[Collected data entries]
┌──

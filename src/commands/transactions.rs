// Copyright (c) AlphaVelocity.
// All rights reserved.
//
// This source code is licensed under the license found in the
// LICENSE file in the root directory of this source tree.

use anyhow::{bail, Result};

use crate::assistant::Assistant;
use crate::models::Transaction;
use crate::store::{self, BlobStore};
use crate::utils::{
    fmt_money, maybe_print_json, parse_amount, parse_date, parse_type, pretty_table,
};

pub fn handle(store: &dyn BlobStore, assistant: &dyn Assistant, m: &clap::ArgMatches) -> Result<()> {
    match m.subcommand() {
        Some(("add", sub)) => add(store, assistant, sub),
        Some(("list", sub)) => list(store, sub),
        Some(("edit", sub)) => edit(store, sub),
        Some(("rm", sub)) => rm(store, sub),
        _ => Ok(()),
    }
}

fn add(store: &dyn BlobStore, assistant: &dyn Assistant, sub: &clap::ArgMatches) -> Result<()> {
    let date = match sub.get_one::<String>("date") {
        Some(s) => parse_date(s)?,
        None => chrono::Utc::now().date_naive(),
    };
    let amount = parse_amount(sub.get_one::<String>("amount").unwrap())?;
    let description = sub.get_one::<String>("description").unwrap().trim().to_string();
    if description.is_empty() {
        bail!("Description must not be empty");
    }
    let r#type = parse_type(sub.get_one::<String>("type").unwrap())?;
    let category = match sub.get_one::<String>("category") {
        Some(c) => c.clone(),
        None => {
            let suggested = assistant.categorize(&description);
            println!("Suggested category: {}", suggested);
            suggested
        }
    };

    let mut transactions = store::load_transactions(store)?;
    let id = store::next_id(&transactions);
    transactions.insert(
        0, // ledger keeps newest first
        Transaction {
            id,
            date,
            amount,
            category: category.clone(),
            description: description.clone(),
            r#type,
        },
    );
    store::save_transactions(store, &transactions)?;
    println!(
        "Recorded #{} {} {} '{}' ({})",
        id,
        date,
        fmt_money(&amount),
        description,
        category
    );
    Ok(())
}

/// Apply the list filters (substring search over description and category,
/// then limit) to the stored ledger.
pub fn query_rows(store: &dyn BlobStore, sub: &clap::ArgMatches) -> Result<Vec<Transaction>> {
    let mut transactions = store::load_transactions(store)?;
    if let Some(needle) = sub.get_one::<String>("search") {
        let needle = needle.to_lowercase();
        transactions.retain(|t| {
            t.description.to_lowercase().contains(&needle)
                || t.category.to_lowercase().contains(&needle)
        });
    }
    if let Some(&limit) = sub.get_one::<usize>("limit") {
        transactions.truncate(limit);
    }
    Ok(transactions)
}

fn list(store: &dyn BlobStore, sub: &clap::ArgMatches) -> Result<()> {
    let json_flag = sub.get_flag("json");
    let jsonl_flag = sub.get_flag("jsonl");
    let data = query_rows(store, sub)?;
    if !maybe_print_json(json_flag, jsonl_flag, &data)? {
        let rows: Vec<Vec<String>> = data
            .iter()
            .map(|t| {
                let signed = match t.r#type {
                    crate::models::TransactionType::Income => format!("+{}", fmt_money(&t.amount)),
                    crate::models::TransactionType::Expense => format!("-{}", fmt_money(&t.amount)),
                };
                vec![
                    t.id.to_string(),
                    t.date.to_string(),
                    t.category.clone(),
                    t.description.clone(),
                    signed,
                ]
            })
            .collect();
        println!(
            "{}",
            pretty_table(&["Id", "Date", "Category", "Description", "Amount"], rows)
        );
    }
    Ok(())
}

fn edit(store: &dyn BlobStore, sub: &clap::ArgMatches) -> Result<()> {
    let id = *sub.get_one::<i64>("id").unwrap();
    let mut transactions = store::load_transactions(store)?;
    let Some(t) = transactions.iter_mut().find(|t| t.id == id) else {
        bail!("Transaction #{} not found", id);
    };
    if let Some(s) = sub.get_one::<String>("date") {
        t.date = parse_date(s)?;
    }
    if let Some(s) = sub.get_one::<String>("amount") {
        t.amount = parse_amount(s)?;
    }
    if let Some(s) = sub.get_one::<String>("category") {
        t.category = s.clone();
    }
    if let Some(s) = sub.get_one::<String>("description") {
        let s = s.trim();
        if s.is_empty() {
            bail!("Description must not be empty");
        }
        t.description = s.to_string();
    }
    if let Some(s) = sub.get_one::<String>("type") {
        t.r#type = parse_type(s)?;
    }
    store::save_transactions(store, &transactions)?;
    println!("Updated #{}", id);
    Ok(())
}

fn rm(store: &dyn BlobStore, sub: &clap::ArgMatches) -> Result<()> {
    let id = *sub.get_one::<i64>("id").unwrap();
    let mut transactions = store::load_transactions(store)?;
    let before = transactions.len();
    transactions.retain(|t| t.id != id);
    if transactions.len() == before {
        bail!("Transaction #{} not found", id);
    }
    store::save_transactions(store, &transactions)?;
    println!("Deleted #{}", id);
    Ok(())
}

└──
┌──

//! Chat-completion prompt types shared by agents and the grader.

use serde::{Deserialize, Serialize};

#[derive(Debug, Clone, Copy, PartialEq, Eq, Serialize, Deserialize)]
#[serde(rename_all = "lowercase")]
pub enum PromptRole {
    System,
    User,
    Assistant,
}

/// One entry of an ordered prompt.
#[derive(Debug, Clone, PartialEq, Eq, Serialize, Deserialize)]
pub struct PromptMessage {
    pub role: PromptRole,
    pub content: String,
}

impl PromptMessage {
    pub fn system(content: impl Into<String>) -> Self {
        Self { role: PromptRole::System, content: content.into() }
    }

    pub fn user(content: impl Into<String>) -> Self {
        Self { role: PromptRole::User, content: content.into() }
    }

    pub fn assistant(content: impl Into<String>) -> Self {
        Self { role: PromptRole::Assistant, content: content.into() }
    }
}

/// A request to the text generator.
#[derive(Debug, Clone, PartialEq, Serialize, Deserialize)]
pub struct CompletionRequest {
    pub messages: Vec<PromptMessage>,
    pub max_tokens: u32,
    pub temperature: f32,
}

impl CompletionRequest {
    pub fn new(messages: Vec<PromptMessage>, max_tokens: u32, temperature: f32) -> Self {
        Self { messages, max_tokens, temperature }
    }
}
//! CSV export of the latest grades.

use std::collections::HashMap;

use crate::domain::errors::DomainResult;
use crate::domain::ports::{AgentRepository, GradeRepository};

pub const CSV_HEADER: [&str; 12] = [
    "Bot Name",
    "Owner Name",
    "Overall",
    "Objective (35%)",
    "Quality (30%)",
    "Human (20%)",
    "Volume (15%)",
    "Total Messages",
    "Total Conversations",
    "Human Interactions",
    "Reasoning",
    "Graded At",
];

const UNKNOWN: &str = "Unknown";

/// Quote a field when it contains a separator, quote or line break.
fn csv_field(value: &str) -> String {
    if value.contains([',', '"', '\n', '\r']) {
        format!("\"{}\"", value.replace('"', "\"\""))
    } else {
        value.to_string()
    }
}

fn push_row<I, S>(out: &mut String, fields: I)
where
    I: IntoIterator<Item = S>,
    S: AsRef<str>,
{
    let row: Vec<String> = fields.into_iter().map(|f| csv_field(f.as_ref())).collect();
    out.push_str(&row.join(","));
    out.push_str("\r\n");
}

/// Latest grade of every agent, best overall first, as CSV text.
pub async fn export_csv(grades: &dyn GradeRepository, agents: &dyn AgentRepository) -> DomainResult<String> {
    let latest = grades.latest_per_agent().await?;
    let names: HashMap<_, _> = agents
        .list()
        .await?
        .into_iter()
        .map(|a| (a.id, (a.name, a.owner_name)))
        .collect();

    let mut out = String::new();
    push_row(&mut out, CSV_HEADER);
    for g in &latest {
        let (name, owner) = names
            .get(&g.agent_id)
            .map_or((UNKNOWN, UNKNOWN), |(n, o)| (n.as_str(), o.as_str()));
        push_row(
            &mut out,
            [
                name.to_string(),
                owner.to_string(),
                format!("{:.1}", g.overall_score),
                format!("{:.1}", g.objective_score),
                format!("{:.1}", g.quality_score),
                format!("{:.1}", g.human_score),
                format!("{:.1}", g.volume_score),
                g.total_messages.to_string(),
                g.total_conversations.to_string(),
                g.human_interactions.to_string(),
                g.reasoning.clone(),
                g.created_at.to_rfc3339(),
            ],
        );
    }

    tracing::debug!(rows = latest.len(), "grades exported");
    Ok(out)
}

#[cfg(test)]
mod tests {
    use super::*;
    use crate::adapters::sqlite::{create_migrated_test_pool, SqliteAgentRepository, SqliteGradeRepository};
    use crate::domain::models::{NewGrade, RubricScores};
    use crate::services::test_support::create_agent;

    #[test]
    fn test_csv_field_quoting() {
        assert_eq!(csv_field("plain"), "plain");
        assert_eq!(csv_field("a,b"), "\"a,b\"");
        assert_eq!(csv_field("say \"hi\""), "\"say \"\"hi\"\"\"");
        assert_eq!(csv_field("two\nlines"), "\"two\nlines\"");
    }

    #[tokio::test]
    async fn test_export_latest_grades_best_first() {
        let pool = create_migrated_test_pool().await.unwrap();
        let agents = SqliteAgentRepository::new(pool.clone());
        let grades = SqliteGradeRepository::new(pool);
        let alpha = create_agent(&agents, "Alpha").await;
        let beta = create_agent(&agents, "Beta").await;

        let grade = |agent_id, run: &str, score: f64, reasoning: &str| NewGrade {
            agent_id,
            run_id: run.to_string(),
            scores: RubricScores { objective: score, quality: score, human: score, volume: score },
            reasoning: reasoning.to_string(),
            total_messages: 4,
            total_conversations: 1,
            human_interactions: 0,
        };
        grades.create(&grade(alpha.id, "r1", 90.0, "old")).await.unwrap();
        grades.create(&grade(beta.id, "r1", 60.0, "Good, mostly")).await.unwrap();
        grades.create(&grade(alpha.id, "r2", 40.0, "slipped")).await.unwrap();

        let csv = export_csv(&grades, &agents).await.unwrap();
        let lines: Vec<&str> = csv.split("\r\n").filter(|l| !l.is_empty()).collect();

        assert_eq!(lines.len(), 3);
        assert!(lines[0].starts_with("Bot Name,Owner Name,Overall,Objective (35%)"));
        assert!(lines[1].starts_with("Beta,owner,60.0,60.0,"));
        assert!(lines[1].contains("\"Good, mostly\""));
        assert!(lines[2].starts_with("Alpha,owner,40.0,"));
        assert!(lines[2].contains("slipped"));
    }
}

└──

Each line above that contains the string "PromptRole" should be copied.

pub enum PromptRole {
    pub role: PromptRole,
        Self { role: PromptRole::System, content: content.into() }
        Self { role: PromptRole::User, content: content.into() }
        Self { role: PromptRole::Assistant, content: content.into() }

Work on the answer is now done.